§ Required work: Please copy every line from the records below that contains the string "reqwest".
________________
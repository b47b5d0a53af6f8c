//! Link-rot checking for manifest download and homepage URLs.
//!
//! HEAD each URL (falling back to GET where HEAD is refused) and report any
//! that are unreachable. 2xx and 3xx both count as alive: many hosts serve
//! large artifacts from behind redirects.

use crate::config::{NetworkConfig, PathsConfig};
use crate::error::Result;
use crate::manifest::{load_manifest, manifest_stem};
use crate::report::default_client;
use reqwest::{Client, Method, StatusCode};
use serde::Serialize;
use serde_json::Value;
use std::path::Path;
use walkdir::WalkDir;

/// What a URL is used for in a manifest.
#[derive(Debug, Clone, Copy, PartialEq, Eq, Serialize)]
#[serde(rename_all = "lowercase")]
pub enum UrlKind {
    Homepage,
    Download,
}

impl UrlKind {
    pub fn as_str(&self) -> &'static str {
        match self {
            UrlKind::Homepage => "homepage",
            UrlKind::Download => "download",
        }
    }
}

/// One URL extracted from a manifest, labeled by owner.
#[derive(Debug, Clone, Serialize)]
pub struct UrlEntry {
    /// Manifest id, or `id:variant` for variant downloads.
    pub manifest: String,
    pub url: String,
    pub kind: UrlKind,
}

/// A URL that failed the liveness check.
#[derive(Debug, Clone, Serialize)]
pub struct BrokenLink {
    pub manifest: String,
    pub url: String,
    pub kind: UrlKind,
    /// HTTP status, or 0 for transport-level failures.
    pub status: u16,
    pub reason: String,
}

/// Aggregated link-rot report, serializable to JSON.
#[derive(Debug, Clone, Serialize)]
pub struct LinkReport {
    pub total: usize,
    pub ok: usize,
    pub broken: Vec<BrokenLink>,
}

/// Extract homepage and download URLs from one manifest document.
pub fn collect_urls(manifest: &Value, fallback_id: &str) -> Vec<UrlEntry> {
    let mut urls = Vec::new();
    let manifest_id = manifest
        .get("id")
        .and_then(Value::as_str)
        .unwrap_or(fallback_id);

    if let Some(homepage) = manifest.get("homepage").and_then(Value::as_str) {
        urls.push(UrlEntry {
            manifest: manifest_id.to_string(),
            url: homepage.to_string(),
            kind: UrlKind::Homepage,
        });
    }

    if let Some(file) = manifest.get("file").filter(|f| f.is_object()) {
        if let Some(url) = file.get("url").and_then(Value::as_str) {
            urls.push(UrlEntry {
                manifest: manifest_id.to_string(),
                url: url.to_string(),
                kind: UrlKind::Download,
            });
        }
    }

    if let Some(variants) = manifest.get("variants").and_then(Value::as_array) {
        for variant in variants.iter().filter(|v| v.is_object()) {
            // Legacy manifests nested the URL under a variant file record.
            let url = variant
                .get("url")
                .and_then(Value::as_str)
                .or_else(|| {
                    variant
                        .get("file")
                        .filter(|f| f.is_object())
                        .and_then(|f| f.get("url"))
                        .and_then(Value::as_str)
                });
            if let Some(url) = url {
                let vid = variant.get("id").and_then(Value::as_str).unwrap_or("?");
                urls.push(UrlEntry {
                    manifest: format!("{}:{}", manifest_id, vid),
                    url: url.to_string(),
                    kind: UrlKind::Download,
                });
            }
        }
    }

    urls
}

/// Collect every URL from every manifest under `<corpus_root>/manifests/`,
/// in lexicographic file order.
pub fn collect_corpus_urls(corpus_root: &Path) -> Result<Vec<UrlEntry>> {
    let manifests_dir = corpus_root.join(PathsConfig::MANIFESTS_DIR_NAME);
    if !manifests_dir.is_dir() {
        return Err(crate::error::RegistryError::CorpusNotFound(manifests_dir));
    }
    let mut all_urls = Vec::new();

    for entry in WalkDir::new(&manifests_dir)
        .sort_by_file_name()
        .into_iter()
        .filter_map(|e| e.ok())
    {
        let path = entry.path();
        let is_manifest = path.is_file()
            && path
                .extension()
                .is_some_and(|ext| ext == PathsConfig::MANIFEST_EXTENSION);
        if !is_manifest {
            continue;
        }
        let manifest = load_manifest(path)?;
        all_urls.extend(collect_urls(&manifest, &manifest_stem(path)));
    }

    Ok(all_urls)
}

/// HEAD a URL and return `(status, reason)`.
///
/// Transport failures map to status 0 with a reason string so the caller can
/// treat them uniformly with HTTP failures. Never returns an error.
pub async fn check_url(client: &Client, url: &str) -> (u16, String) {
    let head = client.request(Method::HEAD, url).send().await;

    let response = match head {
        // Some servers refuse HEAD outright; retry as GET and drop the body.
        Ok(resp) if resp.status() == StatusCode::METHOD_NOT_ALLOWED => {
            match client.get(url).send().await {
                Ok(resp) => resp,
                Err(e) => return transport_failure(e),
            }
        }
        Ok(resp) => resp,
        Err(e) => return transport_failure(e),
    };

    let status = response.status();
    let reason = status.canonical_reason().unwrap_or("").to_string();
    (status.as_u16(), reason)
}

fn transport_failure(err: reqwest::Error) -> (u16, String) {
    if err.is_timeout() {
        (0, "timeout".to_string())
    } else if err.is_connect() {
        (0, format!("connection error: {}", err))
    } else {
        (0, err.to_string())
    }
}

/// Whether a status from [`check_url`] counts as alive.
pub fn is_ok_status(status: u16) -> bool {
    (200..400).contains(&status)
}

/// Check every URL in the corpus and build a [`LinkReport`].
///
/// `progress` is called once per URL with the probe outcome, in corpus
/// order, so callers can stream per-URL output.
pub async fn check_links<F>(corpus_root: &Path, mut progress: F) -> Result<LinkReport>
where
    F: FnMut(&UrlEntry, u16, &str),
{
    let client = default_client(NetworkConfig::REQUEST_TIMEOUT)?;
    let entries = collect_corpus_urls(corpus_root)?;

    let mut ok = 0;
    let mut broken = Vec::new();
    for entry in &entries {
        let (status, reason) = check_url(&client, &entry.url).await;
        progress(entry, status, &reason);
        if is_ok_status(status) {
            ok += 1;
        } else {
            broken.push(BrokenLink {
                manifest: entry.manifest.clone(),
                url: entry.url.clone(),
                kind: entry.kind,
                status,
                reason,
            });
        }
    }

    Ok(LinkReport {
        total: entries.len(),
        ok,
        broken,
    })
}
________________
§ Solution for this task:
use reqwest::{Client, Method, StatusCode};
fn transport_failure(err: reqwest::Error) -> (u16, String) {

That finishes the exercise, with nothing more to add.